We are happy to assume the lab clerks testing for the “new coronavirus” are acting in good faith. But what are they testing for exactly? And how reliable is their test?
Here is some little-publicized information that may partially answer these questions.
Exhibit 1
A Chinese study published by researchers Zhuang GH et al., from the Department of Epidemiology and Biostatistics, School of Public Health, Xi’an Jiaotong University Health Science Center, titled “Potential false-positive rate among the ‘asymptomatic infected individuals’ in close contacts of COVID-19 patients“, for which the abstract was published in English, arrives at this conclusion:
When the infection rate of the close contacts and the sensitivity and specificity of reported results were taken as the point estimates, the positive predictive value of the active screening was only 19.67%, in contrast, the false-positive rate of positive results was 80.33%. The multivariate-probabilistic sensitivity analysis results supported the base-case findings, with a 75% probability for the false-positive rate of positive results over 47%. Conclusions: In the close contacts of COVID-19 patients, nearly half or even more of the ‘asymptomatic infected individuals’ reported in the active nucleic acid test screening might be false positives.
Link to the paper (English abstract) (archived screenshot)
Exhibit 2
But where does the test being carried out the world over come from exactly? The answer can be found in this article, published by the Center for Infectious Disease Research and Policy of the University of Minnesota on January 16th, 2020 (archive 1, archive 2).
A team from the German Center for Infection Research and virologists at Charite Hospital in Berlin announced today that they have developed a new lab test to detect 2019-nCoV and that the assay protocol has now been published by the WHO.
The team was led by Christian Drosten, MD, who directs the Charite’s virology institute and was involved in developing a test for Middle East respiratory coronavirus (MERS-CoV) and severe acute respiratory syndrome (SARS) and was involved in the discovery of SARS-CoV.
In other words, the same doctor who developed the test for MERS, who developed the test for SARS, and who discovered COVID, has now designed the original COVID test; this formed the basis of 250,000 kits for distribution by the World Health Organization (WHO), and subsequent PCR testing kits by other organizations. A PCR test means a genetic signature is being sought.
Exhibit 3
According to a study published by Kenji Mizumoto et al., more than fifty percent of the people who tested positive on the Diamond Princess cruise ship were asymptomatic. In other words, they weren’t sick. That proportion kept growing as more tests were being carried out.

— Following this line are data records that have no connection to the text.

//! Unit tests for subscription rendering.

use base64::Engine as _;
use base64::engine::general_purpose::STANDARD;
use rstest::{fixture, rstest};
use serde_json::Value;

use super::{IspFingerprint, SubscriptionBuilder, SubscriptionRecord};
use crate::config::DeploymentConfig;
use crate::tunnel::{DomainSource, TunnelDescriptor};

const UUID: &str = "3b241101-e2bb-4255-8caf-4136c566a962";

fn config(name: Option<&str>) -> DeploymentConfig {
    let mut builder = DeploymentConfig::builder()
        .uuid(UUID)
        .edge("1.2.3.4", 443);
    if let Some(value) = name {
        builder = builder.node_name(value);
    }
    builder
        .build()
        .unwrap_or_else(|err| panic!("build config: {err}"))
}

#[fixture]
fn tunnel() -> TunnelDescriptor {
    TunnelDescriptor::new("abc.example.com", DomainSource::LogScraped)
}

fn build(config: &DeploymentConfig, tunnel: &TunnelDescriptor) -> SubscriptionRecord {
    SubscriptionBuilder::new(config)
        .build(tunnel, &IspFingerprint::from_parts("US", "Example Net"))
        .unwrap_or_else(|err| panic!("build subscription: {err}"))
}

#[rstest]
fn unnamed_node_uses_fingerprint_label(tunnel: TunnelDescriptor) {
    let record = build(&config(None), &tunnel);

    assert!(record.vless().contains(&format!("{UUID}@1.2.3.4:443")));
    assert!(record.vless().contains("sni=abc.example.com"));
    assert!(record.vless().ends_with("#US-Example_Net"));
    assert!(record.trojan().contains(&format!("{UUID}@1.2.3.4:443")));
    assert!(record.trojan().contains("sni=abc.example.com"));
    assert!(record.trojan().ends_with("#US-Example_Net"));
}

#[rstest]
fn named_node_prefixes_label(tunnel: TunnelDescriptor) {
    let record = build(&config(Some("edge-a")), &tunnel);

    assert!(record.vless().ends_with("#edge-a-US-Example_Net"));
}

#[rstest]
fn vless_uri_matches_client_format(tunnel: TunnelDescriptor) {
    let record = build(&config(None), &tunnel);

    assert_eq!(
        record.vless(),
        format!(
            "vless://{UUID}@1.2.3.4:443?encryption=none&security=tls&sni=abc.example.com\
             &fp=firefox&type=ws&host=abc.example.com&path=%2Fvless-argo%3Fed%3D2560\
             #US-Example_Net"
        )
    );
}

#[rstest]
fn vmess_descriptor_keeps_field_order(tunnel: TunnelDescriptor) {
    let record = build(&config(None), &tunnel);

    let encoded = record
        .vmess()
        .strip_prefix("vmess://")
        .unwrap_or_else(|| panic!("missing vmess scheme"));
    let json = String::from_utf8(
        STANDARD
            .decode(encoded)
            .unwrap_or_else(|err| panic!("decode: {err}")),
    )
    .unwrap_or_else(|err| panic!("utf8: {err}"));
    let parsed: Value = serde_json::from_str(&json).unwrap_or_else(|err| panic!("json: {err}"));

    assert!(json.starts_with(r#"{"v":"2","ps":"US-Example_Net","add":"1.2.3.4","port":"443""#));
    assert_eq!(parsed["path"], "/vmess-argo?ed=2560");
    assert_eq!(parsed["type"], "none");
    assert_eq!(parsed["fp"], "firefox");
}

#[rstest]
fn document_is_base64_of_blank_line_separated_text(tunnel: TunnelDescriptor) {
    let record = build(&config(None), &tunnel);

    let decoded = STANDARD
        .decode(record.document())
        .unwrap_or_else(|err| panic!("decode: {err}"));

    assert_eq!(decoded, record.text().as_bytes());
    assert_eq!(
        record.text(),
        format!("{}\n\n{}\n\n{}\n", record.vless(), record.vmess(), record.trojan())
    );
}

#[rstest]
fn build_is_deterministic(tunnel: TunnelDescriptor) {
    let config = config(Some("edge-a"));

    assert_eq!(build(&config, &tunnel), build(&config, &tunnel));
}

#[test]
fn fingerprint_replaces_spaces() {
    assert_eq!(
        IspFingerprint::from_parts("DE", "Hetzner Online GmbH").as_str(),
        "DE-Hetzner_Online_GmbH"
    );
    assert_eq!(IspFingerprint::unknown().as_str(), "Unknown");
}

Of the 634 confirmed cases, a total of 306 and 328 were reported to be symptomatic and asymptomatic, respectively. The proportion of asymptomatic individuals appears to be 16.1% (35/218) before 13 February, 25.6% (73/285) on 15 February, 31.2% (111/355) on 16 February, 39.9% (181/454) on 17 February, 45.4% (246/542) on 18 February, 50.6% (314/621) on 19 February and 50.5% (320/634) on 20 February
Link to the paper (archived PDF)
In Conclusion
If at least 50% of people in the Diamond Princess sample who tested positive weren’t sick, and if the test has a significant rate of false positives, it may be reasonable to assume the mortality rate is likely several orders of magnitude lower than officially claimed (by mere virtue of a selection bias, as a significant proportion of healthy people would test positive if large, randomized pools were tested).
Furthermore, if you choose to get tested, you would have to fully trust the test. In case whoever is handling it decides to utter the word “positive”, you may loose any semblance of individual rights. You’d have no way to verify, no recourse, no appeal, no argument, no right.
As far as this author is concerned – and this should not be heeded as advice – the best strategy not to become “infected” seems to be … not to get tested!
It is also probably useful to turn off the telescreen.